Linking Life History Strategy to Environment: Using Otolith Microchemistry and Growth to Model Stage-Specific Movement of Juvenile Fall Chinook Salmon

Anthropogenic changes have significantly altered the migratory corridors and spawning habitat of Snake River fall Chinook salmon (Oncorhynchus tshawytscha). One consequence is the change in selective pressures that were formerly experienced by native populations; which for fall Chinook juveniles included fast growth and early outmigration. The population has recently undergone changes in juvenile life history expression, with a significant proportion of the population adopting a longer freshwater rearing phase, compared to a predominantly subyearling migration. Previous work has shown that these migration strategies are spatially structured within spawning areas and may be correlated with stream temperature. Additionally, modeling has indicated that the yearling life history may confer higher fitness than other life history strategies. Understanding the fitness tradeoffs driving these changes in migration strategy requires reconstructing juvenile behavior at a more detailed temporal and spatial scale than current tagging studies allow.
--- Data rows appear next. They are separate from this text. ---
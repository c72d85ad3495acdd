//! Altitude bands of the 1976 U.S. Standard Atmosphere.
//!
//! Each band knows its upper bound (inclusive) and how to produce temperature and
//! pressure. Bands are tried in [`AltitudeRegime::ORDERED`] order and the first one
//! whose bound covers the altitude wins.

use crate::constants::PhysicalConstants;
use crate::utils::interpolation::piecewise_linear;

/// A base layer of the lower atmosphere, keyed on geopotential height.
#[derive(Debug, Clone, Copy, PartialEq)]
pub struct BaseLayer {
    pub base_height: f64,      // geopotential km
    pub base_temperature: f64, // K
    pub base_pressure: f64,    // Pa
    pub lapse_rate: f64,       // K/km
}

impl BaseLayer {
    const fn new(
        base_height: f64,
        base_temperature: f64,
        base_pressure: f64,
        lapse_rate: f64,
    ) -> Self {
        BaseLayer {
            base_height,
            base_temperature,
            base_pressure,
            lapse_rate,
        }
    }

    pub fn temperature(&self, geopotential_height: f64) -> f64 {
        self.base_temperature + self.lapse_rate * (geopotential_height - self.base_height)
    }

    /// Barometric formula, isothermal or gradient form depending on the lapse rate.
    pub fn pressure(&self, constants: &PhysicalConstants, geopotential_height: f64) -> f64 {
        let g0_m0 = constants.standard_gravity * constants.molar_mass;
        let delta = geopotential_height - self.base_height;

        if self.lapse_rate == 0.0 {
            let exponent =
                -g0_m0 * delta * 1000.0 / (constants.gas_constant * self.base_temperature);
            self.base_pressure * exponent.exp()
        } else {
            let exponent = g0_m0 / (constants.gas_constant * (self.lapse_rate / 1000.0));
            let ratio = self.base_temperature / (self.base_temperature + self.lapse_rate * delta);
            self.base_pressure * ratio.powf(exponent)
        }
    }
}

pub const BASE_LAYERS: [BaseLayer; 7] = [
    BaseLayer::new(0.0, 288.15, 101_325.0, -6.5),
    BaseLayer::new(11.0, 216.65, 22_632.1, 0.0),
    BaseLayer::new(20.0, 216.65, 5_474.89, 1.0),
    BaseLayer::new(32.0, 228.65, 868.019, 2.8),
    BaseLayer::new(47.0, 270.65, 110.906, 0.0),
    BaseLayer::new(51.0, 270.65, 66.9389, -2.8),
    BaseLayer::new(71.0, 214.65, 3.95642, -2.0),
];

/// Upper geopotential bounds (in metres, as tabulated) and the molecular-weight
/// ratio M/M0 that applies below each one. Heights past the last bound use
/// [`FINAL_MOLECULAR_WEIGHT_RATIO`].
pub const MOLECULAR_WEIGHT_RATIOS: [(f64, f64); 12] = [
    (79_005.7, 1.0),
    (79_493.3, 0.999996),
    (79_980.8, 0.999989),
    (80_468.2, 0.999971),
    (80_955.7, 0.999941),
    (81_443.0, 0.999909),
    (81_930.2, 0.999870),
    (82_417.3, 0.999829),
    (82_904.4, 0.999786),
    (83_391.4, 0.999741),
    (83_878.4, 0.999694),
    (84_365.2, 0.999641),
];
pub const FINAL_MOLECULAR_WEIGHT_RATIO: f64 = 0.999579;

pub const ISOTHERMAL_TEMPERATURE: f64 = 186.8673; // K, 86 to 91 km
pub const ISOTHERMAL_PRESSURES: [(f64, f64); 2] = [(86.0, 0.37338), (91.0, 0.15381)];

// Elliptical temperature profile, 91 to 110 km
pub const ELLIPSE_TC: f64 = 263.1905;
pub const ELLIPSE_A: f64 = -76.3232;
pub const ELLIPSE_SMALL_A: f64 = -19.9429;
pub const ELLIPSE_BASE_HEIGHT: f64 = 91.0;
pub const ELLIPTICAL_PRESSURES: [(f64, f64); 4] = [
    (91.0, 0.15381),
    (96.0, 0.063765),
    (102.0, 0.023144),
    (110.0, 0.0071042),
];

pub const LINEAR_BASE_HEIGHT: f64 = 110.0;
pub const LINEAR_BASE_TEMPERATURE: f64 = 240.0;
pub const LINEAR_LAPSE_RATE: f64 = 12.0; // K/km
pub const LINEAR_PRESSURES: [(f64, f64); 2] = [(110.0, 0.0071042), (120.0, 0.0025382)];

pub const EXOSPHERIC_TEMPERATURE: f64 = 1000.0; // T∞
pub const EXOSPHERE_BASE_TEMPERATURE: f64 = 360.0;
pub const EXOSPHERE_BASE_HEIGHT: f64 = 120.0;
pub const EXOSPHERE_LAMBDA: f64 = 0.01875;
pub const EXOSPHERE_PRESSURES: [(f64, f64); 10] = [
    (120.0, 0.0025382),
    (200.0, 0.000084736),
    (300.0, 0.0000087704),
    (400.0, 0.0000014518),
    (500.0, 0.00000030236),
    (600.0, 0.000000082130),
    (700.0, 0.000000031908),
    (800.0, 0.000000017036),
    (900.0, 0.000000010873),
    (1000.0, 0.0000000075138),
];

/// Where an evaluation happens: geometric altitude and its geopotential equivalent, km.
#[derive(Debug, Clone, Copy, PartialEq)]
pub struct RegimeInput {
    pub geometric: f64,
    pub geopotential: f64,
}

#[derive(Debug, Clone, Copy, PartialEq, Eq)]
pub enum AltitudeRegime {
    /// 0 to 80 km, seven base layers keyed on geopotential height.
    LowerAtmosphere,
    /// 80 to 86 km, the 71 km layer scaled by the molecular-weight ratio.
    MolecularWeightTransition,
    /// 86 to 91 km.
    Isothermal,
    /// 91 to 110 km.
    Elliptical,
    /// 110 to 120 km.
    LinearThermosphere,
    /// 120 to 1000 km.
    Exosphere,
}

impl AltitudeRegime {
    pub const ORDERED: [AltitudeRegime; 6] = [
        AltitudeRegime::LowerAtmosphere,
        AltitudeRegime::MolecularWeightTransition,
        AltitudeRegime::Isothermal,
        AltitudeRegime::Elliptical,
        AltitudeRegime::LinearThermosphere,
        AltitudeRegime::Exosphere,
    ];

    /// First regime in ascending order covering the geometric altitude.
    pub fn select(altitude_km: f64) -> Option<AltitudeRegime> {
        AltitudeRegime::ORDERED
            .into_iter()
            .find(|regime| regime.contains(altitude_km))
    }

    pub fn upper_bound_km(&self) -> f64 {
        match self {
            AltitudeRegime::LowerAtmosphere => 80.0,
            AltitudeRegime::MolecularWeightTransition => 86.0,
            AltitudeRegime::Isothermal => 91.0,
            AltitudeRegime::Elliptical => 110.0,
            AltitudeRegime::LinearThermosphere => 120.0,
            AltitudeRegime::Exosphere => 1000.0,
        }
    }

    pub fn contains(&self, altitude_km: f64) -> bool {
        altitude_km <= self.upper_bound_km()
    }

    pub fn name(&self) -> &'static str {
        match self {
            AltitudeRegime::LowerAtmosphere => "lower atmosphere",
            AltitudeRegime::MolecularWeightTransition => "molecular weight transition",
            AltitudeRegime::Isothermal => "isothermal mesopause",
            AltitudeRegime::Elliptical => "elliptical thermosphere",
            AltitudeRegime::LinearThermosphere => "linear thermosphere",
            AltitudeRegime::Exosphere => "exosphere",
        }
    }

    /// Temperature (K) and pressure (Pa) inside this regime.
    ///
    /// The two lowest regimes work in geopotential height; everything from 86 km up
    /// uses geometric altitude directly, matching the official tables.
    pub fn evaluate(&self, constants: &PhysicalConstants, input: RegimeInput) -> (f64, f64) {
        match self {
            AltitudeRegime::LowerAtmosphere => {
                let layer = base_layer(input.geopotential);
                log::trace!(
                    "base layer {} km selected for h* = {:.4} km",
                    layer.base_height,
                    input.geopotential
                );
                (
                    layer.temperature(input.geopotential),
                    layer.pressure(constants, input.geopotential),
                )
            }
            AltitudeRegime::MolecularWeightTransition => {
                let layer = BASE_LAYERS[BASE_LAYERS.len() - 1];
                let ratio = molecular_weight_ratio(input.geopotential * 1000.0);
                (
                    ratio * layer.temperature(input.geopotential),
                    layer.pressure(constants, input.geopotential),
                )
            }
            AltitudeRegime::Isothermal => (
                ISOTHERMAL_TEMPERATURE,
                piecewise_linear(&ISOTHERMAL_PRESSURES, input.geometric),
            ),
            AltitudeRegime::Elliptical => {
                let x = (input.geometric - ELLIPSE_BASE_HEIGHT) / ELLIPSE_SMALL_A;
                let temperature = ELLIPSE_TC + ELLIPSE_A * (1.0 - x.powi(2)).sqrt();
                (
                    temperature,
                    piecewise_linear(&ELLIPTICAL_PRESSURES, input.geometric),
                )
            }
            AltitudeRegime::LinearThermosphere => (
                LINEAR_BASE_TEMPERATURE
                    + LINEAR_LAPSE_RATE * (input.geometric - LINEAR_BASE_HEIGHT),
                piecewise_linear(&LINEAR_PRESSURES, input.geometric),
            ),
            AltitudeRegime::Exosphere => (
                exospheric_temperature(constants, input.geometric),
                piecewise_linear(&EXOSPHERE_PRESSURES, input.geometric),
            ),
        }
    }
}

/// Last base layer whose base lies at or below the geopotential height.
pub fn base_layer(geopotential_height: f64) -> BaseLayer {
    BASE_LAYERS
        .iter()
        .rev()
        .find(|layer| geopotential_height >= layer.base_height)
        .copied()
        .unwrap_or(BASE_LAYERS[0])
}

/// M/M0 for a geopotential height given in metres.
pub fn molecular_weight_ratio(geopotential_height_m: f64) -> f64 {
    MOLECULAR_WEIGHT_RATIOS
        .iter()
        .find(|(bound, _)| geopotential_height_m < *bound)
        .map(|(_, ratio)| *ratio)
        .unwrap_or(FINAL_MOLECULAR_WEIGHT_RATIO)
}

fn exospheric_temperature(constants: &PhysicalConstants, altitude_km: f64) -> f64 {
    let radius = constants.radius_pole_km();
    let epsilon = (altitude_km - EXOSPHERE_BASE_HEIGHT) * (radius + EXOSPHERE_BASE_HEIGHT)
        / (radius + altitude_km);
    let decay = (-EXOSPHERE_LAMBDA * epsilon).exp();
    EXOSPHERIC_TEMPERATURE - (EXOSPHERIC_TEMPERATURE - EXOSPHERE_BASE_TEMPERATURE) * decay
}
Otoliths provide this stage-specific location and growth information based upon coupled microchemistry and microstructure analysis.  Using this information we relate performance and potential fitness consequences to the environment experienced by juvenile fish.  Results from a stage-structured movement model, parameterized with otolith and environmental data, reveal the tradeoffs for individuals adopting different migration strategies given the variability in environmental conditions.